+++ DATA SUPPLIED +++
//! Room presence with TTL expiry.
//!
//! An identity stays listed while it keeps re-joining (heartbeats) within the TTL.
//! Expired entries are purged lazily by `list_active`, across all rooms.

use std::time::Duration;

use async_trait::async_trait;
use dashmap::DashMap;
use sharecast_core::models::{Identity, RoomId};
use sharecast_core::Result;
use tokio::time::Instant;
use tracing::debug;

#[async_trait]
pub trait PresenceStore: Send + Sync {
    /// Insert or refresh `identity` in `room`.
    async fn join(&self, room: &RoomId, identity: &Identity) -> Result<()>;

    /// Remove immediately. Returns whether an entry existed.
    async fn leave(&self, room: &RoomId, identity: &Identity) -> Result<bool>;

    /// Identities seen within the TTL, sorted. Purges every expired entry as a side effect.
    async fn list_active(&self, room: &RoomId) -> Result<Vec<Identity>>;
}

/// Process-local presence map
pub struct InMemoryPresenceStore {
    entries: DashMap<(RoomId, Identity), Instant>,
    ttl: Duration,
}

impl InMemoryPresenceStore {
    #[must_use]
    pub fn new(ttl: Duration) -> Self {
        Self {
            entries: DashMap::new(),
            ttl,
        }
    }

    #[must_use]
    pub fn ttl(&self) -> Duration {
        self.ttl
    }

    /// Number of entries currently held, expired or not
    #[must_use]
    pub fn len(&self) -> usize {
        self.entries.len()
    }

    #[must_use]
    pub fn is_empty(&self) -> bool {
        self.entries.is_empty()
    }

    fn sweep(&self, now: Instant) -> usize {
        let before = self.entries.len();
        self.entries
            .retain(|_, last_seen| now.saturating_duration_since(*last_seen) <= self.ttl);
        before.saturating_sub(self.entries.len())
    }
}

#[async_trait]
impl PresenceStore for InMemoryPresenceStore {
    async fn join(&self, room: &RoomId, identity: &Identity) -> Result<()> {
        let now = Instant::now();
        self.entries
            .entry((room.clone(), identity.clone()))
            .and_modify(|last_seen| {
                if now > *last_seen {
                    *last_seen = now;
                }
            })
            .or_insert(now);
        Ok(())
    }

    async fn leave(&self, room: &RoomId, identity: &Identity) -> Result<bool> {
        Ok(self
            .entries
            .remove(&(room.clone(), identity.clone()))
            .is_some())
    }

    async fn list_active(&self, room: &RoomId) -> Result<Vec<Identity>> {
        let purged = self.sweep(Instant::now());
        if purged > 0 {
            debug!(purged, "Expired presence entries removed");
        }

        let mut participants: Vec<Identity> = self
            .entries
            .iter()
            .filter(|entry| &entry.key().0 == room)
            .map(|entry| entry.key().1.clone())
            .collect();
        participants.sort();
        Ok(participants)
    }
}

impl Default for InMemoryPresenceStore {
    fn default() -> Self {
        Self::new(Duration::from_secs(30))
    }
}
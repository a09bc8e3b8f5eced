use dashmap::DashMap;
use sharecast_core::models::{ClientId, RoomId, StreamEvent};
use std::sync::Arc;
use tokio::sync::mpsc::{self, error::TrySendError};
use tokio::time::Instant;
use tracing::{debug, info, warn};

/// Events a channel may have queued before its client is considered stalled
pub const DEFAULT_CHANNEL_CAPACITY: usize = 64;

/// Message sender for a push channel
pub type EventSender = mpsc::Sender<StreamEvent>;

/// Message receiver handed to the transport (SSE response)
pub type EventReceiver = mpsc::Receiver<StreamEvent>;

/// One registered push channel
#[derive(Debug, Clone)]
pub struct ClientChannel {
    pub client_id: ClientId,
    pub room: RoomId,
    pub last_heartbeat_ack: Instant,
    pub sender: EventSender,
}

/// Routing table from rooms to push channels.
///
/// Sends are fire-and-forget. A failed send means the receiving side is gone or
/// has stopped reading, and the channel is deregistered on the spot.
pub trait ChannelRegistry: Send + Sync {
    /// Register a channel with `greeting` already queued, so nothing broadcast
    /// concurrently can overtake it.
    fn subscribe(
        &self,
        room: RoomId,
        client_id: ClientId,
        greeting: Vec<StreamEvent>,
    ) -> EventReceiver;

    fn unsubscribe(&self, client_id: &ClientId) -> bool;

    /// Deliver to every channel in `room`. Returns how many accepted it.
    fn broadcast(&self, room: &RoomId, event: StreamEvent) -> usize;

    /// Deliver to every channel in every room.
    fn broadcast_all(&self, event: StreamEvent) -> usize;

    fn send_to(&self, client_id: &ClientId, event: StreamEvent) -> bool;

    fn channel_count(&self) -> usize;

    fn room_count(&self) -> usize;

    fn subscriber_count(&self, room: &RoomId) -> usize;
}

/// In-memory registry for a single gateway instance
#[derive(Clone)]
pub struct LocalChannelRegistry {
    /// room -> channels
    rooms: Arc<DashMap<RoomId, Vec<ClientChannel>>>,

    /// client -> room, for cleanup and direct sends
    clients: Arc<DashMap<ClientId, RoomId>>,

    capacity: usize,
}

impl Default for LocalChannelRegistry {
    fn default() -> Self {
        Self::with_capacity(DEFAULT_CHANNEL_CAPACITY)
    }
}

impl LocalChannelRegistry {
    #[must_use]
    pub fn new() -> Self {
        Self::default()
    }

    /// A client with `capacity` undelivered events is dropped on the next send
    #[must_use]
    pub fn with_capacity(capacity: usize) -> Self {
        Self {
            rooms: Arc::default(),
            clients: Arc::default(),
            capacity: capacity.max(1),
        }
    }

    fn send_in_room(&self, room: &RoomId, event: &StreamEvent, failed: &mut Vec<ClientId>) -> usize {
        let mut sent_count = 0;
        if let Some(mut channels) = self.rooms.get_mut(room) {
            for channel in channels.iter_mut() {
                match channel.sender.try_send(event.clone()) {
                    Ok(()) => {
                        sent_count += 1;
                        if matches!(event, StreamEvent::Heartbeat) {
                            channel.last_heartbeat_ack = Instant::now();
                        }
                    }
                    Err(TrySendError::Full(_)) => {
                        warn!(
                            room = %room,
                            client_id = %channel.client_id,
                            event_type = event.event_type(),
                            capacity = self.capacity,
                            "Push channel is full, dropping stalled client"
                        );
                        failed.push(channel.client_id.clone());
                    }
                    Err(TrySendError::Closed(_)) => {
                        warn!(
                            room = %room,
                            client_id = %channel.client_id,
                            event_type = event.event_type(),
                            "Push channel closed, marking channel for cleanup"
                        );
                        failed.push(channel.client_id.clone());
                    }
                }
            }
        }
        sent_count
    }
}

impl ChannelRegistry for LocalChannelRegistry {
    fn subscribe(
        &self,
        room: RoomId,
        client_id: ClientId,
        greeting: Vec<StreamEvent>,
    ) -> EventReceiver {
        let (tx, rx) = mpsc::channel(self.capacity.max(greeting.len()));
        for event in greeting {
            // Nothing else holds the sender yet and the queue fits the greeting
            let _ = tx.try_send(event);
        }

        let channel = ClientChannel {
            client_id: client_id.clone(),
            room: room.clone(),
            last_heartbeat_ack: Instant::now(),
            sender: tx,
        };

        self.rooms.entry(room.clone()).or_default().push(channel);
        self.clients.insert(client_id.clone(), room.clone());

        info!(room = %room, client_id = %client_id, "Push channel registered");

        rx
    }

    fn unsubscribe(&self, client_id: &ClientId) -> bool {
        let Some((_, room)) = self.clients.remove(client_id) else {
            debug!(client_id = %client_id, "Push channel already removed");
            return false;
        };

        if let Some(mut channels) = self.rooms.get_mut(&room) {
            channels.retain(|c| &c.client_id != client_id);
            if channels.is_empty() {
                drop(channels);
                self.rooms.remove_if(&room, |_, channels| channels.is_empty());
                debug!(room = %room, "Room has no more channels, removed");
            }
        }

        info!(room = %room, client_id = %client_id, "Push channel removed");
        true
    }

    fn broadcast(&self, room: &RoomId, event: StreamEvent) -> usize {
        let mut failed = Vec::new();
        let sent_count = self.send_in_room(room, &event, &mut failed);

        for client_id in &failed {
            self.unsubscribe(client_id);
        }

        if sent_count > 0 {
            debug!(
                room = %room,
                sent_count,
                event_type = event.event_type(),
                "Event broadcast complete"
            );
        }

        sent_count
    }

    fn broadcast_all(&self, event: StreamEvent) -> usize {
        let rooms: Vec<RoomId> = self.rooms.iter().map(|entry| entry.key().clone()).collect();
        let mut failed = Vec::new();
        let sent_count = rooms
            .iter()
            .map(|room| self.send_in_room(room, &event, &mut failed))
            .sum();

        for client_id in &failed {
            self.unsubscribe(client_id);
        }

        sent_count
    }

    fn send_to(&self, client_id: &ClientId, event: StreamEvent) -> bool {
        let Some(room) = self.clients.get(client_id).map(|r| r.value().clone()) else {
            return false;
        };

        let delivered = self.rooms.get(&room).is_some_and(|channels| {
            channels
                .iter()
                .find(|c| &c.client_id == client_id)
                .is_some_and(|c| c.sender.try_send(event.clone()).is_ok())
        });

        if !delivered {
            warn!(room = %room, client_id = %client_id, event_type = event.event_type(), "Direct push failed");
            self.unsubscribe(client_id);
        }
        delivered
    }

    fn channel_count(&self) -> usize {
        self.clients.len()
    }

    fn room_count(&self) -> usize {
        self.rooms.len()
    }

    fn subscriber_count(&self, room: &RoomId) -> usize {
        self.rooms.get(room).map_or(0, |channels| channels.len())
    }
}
+++
+++ DATA SUPPLIED +++
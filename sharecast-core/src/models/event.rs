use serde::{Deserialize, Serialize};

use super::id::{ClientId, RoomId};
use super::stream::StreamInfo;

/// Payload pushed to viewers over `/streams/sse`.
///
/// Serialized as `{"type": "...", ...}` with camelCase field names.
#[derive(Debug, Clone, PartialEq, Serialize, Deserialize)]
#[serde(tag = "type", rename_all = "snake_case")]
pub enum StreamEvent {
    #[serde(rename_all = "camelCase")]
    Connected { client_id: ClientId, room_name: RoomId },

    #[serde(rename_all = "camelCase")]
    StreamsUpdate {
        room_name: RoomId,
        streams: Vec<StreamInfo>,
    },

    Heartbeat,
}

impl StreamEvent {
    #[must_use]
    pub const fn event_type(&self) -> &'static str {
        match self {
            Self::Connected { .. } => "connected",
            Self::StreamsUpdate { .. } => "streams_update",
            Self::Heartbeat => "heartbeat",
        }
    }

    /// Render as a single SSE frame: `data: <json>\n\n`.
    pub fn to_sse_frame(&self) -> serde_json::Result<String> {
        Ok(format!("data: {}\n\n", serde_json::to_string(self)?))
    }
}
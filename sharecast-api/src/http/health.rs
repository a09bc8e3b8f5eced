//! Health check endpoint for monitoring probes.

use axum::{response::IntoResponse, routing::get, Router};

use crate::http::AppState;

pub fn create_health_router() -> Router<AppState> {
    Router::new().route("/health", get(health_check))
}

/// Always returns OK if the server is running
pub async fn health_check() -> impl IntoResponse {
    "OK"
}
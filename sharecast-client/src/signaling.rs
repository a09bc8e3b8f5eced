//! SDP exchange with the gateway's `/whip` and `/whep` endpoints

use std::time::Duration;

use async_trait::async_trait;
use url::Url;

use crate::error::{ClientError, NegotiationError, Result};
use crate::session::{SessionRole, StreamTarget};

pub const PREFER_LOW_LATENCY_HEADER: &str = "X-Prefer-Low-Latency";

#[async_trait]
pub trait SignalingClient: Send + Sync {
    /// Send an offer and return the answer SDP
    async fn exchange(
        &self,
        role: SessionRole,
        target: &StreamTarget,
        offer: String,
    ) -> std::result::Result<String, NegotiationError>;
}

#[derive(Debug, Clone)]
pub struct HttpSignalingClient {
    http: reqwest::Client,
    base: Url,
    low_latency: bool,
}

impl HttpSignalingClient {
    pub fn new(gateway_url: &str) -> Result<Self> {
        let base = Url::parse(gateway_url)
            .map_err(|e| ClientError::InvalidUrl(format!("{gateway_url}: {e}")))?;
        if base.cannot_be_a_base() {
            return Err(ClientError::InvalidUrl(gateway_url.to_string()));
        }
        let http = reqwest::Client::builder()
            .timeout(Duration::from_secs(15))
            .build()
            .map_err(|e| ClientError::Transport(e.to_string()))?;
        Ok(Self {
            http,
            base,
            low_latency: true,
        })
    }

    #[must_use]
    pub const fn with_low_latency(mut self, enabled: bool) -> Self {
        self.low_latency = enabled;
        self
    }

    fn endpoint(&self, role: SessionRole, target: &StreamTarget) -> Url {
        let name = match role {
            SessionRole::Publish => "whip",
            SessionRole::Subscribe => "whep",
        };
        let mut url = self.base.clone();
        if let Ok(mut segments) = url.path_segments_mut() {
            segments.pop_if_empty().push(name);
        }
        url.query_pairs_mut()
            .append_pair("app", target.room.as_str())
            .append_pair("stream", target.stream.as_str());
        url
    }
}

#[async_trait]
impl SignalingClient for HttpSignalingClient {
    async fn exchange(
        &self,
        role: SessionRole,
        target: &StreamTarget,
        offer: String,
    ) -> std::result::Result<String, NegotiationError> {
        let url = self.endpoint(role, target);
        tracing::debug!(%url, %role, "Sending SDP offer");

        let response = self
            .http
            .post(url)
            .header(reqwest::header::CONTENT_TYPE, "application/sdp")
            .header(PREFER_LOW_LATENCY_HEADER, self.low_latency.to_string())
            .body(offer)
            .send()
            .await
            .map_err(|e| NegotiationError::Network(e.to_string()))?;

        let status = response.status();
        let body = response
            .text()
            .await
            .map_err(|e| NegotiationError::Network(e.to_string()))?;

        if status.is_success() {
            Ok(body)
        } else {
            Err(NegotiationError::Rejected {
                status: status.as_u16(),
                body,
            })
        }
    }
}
+++
+++ DATA SUPPLIED +++
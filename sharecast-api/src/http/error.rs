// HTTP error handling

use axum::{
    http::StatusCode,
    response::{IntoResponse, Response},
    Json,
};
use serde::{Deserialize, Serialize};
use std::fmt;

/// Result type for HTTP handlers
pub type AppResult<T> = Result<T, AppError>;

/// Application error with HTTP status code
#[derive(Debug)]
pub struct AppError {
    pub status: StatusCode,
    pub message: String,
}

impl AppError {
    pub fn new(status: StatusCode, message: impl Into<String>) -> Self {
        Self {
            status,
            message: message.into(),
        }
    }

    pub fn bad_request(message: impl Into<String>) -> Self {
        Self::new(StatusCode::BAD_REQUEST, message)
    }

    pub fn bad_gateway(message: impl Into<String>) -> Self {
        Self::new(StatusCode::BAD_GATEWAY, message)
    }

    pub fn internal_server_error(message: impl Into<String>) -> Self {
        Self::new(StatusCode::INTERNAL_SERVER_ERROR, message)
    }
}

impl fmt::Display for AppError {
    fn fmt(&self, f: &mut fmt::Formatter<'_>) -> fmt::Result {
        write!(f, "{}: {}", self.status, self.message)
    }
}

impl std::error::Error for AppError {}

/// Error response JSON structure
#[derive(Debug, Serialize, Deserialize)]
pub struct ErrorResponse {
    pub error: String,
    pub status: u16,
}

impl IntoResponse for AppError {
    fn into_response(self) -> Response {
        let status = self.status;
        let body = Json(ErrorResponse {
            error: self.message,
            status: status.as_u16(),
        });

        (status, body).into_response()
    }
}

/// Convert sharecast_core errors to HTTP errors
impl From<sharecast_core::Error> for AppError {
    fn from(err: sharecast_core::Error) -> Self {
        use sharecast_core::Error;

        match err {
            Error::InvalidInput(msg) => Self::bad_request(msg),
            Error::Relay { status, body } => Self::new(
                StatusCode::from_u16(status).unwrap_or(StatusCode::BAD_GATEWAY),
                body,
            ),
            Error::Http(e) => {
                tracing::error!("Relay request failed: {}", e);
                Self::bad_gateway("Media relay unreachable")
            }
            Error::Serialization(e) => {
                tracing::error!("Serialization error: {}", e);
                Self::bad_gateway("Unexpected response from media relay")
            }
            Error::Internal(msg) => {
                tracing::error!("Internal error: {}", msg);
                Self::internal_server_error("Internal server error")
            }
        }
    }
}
+++
ACTIVITY: Please say only the number of lines in the data that hold "already".

RESULT OF THIS EXERCISE: 2